Stored data =
=== Begin Enclosure ===
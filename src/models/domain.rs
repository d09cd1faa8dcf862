use serde::{Deserialize, Serialize};
use std::collections::BTreeSet;

/// A cafe venue with fixed attributes and feature tags
///
/// Venues are immutable once loaded into the catalog.
#[derive(Debug, Clone, Serialize, Deserialize)]
pub struct Venue {
    pub id: String,
    pub name: String,
    /// Feature tags the venue has, order-insensitive for matching
    pub tags: BTreeSet<String>,
    /// Distance from the user in meters
    pub distance: u32,
    pub location: String,
    #[serde(default)]
    pub address: Option<String>,
    pub attributes: VenueAttributes,
}

impl Venue {
    /// Tags joined for prompt and fallback text
    pub fn tags_joined(&self) -> String {
        self.tags.iter().cloned().collect::<Vec<_>>().join("、")
    }
}

/// Structured venue attributes shown to the user and serialized into prompts
#[derive(Debug, Clone, Serialize, Deserialize)]
pub struct VenueAttributes {
    /// 1 (lively) to 5 (silent)
    pub quietness: u8,
    pub sockets: SocketLevel,
    pub wifi: WifiLevel,
    #[serde(rename = "timeLimit")]
    pub time_limit: String,
    #[serde(default)]
    pub food: Vec<String>,
    #[serde(rename = "closingTime")]
    pub closing_time: String,
}

#[derive(Debug, Clone, Copy, PartialEq, Eq, Serialize, Deserialize)]
pub enum SocketLevel {
    None,
    Few,
    Many,
}

#[derive(Debug, Clone, Copy, PartialEq, Eq, Serialize, Deserialize)]
pub enum WifiLevel {
    None,
    Weak,
    Strong,
}

/// User search preferences
///
/// A tag should not appear in both sets; the UI enforces exclusivity but the
/// engine tolerates overlap by letting must-have win.
#[derive(Debug, Clone, Serialize, Deserialize)]
pub struct UserPreferences {
    pub location: String,
    #[serde(rename = "mustHaveTags")]
    pub must_have_tags: BTreeSet<String>,
    #[serde(rename = "niceToHaveTags")]
    pub nice_to_have_tags: BTreeSet<String>,
}

impl UserPreferences {
    /// Nice-to-have tags with any must-have overlap removed
    pub fn effective_nice_to_haves(&self) -> BTreeSet<String> {
        self.nice_to_have_tags
            .difference(&self.must_have_tags)
            .cloned()
            .collect()
    }

    /// Union of must-have and nice-to-have tags; duplicates collapse
    pub fn requested_tags(&self) -> BTreeSet<String> {
        self.must_have_tags
            .union(&self.nice_to_have_tags)
            .cloned()
            .collect()
    }

    /// True when the user selected no tags at all
    pub fn has_no_tags(&self) -> bool {
        self.must_have_tags.is_empty() && self.nice_to_have_tags.is_empty()
    }

    pub fn must_haves_joined(&self) -> String {
        join_or_none(&self.must_have_tags)
    }

    pub fn nice_to_haves_joined(&self) -> String {
        join_or_none(&self.nice_to_have_tags)
    }
}

fn join_or_none(tags: &BTreeSet<String>) -> String {
    if tags.is_empty() {
        "無".to_string()
    } else {
        tags.iter().cloned().collect::<Vec<_>>().join("、")
    }
}

/// Tag-level breakdown of a match
#[derive(Debug, Clone, PartialEq, Eq, Serialize, Deserialize)]
pub struct MatchDetails {
    #[serde(rename = "matchedTags")]
    pub matched_tags: Vec<String>,
    #[serde(rename = "missingMustHaves")]
    pub missing_must_haves: Vec<String>,
}

impl MatchDetails {
    pub fn empty() -> Self {
        Self {
            matched_tags: vec![],
            missing_must_haves: vec![],
        }
    }
}

/// A scored venue, recomputed wholesale on every search
#[derive(Debug, Clone, Serialize, Deserialize)]
pub struct MatchResult {
    pub venue: Venue,
    /// Match score in [0, 5]
    pub score: f64,
    #[serde(rename = "matchDetails")]
    pub match_details: MatchDetails,
    /// Populated asynchronously after ranking; stays `None` for hard misses
    #[serde(default)]
    pub annotation: Option<Annotation>,
}

impl MatchResult {
    /// A venue failing any must-have tag scores 0 and is excluded from
    /// annotation and display
    pub fn is_hard_miss(&self) -> bool {
        self.score <= 0.0
    }
}

/// Three-field natural-language explanation attached to a displayed result
#[derive(Debug, Clone, PartialEq, Eq, Serialize, Deserialize)]
pub struct Annotation {
    pub recommendation: String,
    pub atmosphere: String,
    #[serde(rename = "actionGuide")]
    pub action_guide: String,
}

impl Annotation {
    /// All three fields carry visible text
    pub fn is_complete(&self) -> bool {
        !self.recommendation.trim().is_empty()
            && !self.atmosphere.trim().is_empty()
            && !self.action_guide.trim().is_empty()
    }
}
=== End Enclosure ===
Going through the material, find each line with the string "UserPreferences". Then state only how many there are.

Exercise answer = 2